Among the records below, find each line that includes the string "ListDirTool" and copy it.
---+---
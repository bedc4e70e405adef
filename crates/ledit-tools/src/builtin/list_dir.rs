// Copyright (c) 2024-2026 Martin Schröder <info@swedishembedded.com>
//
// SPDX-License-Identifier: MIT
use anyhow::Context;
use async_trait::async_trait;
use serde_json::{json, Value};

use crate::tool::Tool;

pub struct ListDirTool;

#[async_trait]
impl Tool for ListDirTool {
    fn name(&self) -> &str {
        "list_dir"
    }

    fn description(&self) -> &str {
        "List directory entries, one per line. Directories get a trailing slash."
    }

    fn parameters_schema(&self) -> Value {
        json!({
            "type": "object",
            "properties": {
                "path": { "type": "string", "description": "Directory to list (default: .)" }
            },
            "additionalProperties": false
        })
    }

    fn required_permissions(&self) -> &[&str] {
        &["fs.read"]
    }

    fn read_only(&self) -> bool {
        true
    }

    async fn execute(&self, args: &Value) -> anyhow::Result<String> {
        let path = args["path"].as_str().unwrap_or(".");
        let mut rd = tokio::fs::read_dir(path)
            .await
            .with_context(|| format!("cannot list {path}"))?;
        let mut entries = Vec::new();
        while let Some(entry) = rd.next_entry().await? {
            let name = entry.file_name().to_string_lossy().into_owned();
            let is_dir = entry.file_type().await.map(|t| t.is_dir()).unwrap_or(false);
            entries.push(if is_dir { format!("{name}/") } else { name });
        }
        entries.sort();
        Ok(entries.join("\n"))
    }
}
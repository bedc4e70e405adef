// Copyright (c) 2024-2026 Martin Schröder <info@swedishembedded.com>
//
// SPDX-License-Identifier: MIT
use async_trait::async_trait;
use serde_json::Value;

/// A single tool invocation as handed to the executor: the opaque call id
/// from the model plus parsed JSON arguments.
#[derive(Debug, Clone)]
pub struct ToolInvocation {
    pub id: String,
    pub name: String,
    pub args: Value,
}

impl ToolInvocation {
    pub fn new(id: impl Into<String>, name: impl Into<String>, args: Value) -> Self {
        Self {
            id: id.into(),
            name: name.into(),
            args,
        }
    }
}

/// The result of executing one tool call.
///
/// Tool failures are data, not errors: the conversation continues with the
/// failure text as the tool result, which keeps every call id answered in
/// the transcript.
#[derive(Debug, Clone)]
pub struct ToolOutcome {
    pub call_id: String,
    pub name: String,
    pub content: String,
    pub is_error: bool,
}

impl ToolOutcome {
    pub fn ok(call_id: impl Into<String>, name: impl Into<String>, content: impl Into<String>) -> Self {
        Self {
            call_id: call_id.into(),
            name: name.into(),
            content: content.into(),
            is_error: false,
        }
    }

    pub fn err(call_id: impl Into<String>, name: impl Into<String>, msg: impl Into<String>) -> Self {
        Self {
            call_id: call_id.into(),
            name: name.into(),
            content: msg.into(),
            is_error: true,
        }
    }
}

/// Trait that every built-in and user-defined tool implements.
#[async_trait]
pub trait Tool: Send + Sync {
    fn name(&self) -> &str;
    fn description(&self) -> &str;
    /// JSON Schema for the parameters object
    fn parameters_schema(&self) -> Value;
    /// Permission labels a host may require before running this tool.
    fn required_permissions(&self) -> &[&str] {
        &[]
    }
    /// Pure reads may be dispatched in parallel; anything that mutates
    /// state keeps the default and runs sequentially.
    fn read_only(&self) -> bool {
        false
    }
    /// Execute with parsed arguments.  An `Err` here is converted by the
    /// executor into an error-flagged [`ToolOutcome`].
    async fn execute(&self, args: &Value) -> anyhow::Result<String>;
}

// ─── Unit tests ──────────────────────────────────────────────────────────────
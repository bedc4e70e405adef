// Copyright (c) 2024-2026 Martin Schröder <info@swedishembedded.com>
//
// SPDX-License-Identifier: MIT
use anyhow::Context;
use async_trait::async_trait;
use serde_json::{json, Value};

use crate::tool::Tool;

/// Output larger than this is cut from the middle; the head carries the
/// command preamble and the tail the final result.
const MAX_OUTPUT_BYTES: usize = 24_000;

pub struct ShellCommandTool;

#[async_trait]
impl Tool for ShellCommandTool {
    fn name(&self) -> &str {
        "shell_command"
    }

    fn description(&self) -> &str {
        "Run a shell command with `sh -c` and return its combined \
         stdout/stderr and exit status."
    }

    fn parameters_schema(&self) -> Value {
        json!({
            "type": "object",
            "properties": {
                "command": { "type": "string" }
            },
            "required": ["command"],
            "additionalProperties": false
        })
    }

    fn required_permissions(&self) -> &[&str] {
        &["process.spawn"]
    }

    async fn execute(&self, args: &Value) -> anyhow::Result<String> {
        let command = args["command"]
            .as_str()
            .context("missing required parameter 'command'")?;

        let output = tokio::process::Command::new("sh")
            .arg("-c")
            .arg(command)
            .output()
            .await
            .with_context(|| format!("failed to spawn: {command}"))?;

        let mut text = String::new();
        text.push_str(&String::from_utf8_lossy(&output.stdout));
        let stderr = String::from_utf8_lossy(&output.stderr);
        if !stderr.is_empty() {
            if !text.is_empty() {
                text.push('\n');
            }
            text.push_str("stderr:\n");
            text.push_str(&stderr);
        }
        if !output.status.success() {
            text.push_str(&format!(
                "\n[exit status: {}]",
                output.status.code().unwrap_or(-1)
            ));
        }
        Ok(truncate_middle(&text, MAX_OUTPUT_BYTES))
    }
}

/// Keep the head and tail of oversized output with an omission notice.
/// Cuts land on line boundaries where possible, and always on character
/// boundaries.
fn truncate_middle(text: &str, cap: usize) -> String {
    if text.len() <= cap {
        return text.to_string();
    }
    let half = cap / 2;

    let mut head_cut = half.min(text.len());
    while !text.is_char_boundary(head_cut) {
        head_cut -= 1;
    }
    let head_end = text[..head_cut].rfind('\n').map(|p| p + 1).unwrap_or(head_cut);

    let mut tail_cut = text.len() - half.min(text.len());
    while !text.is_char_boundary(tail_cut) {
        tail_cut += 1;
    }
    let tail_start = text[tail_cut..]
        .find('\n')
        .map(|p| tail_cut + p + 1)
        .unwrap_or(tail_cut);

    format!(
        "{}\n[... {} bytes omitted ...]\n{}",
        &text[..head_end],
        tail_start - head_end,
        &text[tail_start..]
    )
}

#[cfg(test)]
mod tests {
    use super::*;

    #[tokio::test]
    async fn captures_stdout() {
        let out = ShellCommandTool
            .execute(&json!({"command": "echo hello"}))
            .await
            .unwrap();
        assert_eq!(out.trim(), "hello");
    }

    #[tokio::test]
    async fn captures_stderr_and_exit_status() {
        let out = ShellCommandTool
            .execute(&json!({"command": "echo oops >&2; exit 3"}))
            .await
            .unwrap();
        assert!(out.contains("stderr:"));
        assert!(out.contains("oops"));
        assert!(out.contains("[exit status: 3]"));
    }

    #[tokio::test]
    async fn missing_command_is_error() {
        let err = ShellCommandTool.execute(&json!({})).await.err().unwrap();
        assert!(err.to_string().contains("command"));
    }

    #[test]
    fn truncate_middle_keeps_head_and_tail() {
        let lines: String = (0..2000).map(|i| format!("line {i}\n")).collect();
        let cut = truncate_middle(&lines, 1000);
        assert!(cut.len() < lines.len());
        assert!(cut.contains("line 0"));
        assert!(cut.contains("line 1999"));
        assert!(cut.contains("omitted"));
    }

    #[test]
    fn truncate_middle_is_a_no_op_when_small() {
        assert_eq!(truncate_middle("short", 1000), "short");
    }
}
---+---
● **Answer to this problem**
pub struct ListDirTool;
impl Tool for ListDirTool {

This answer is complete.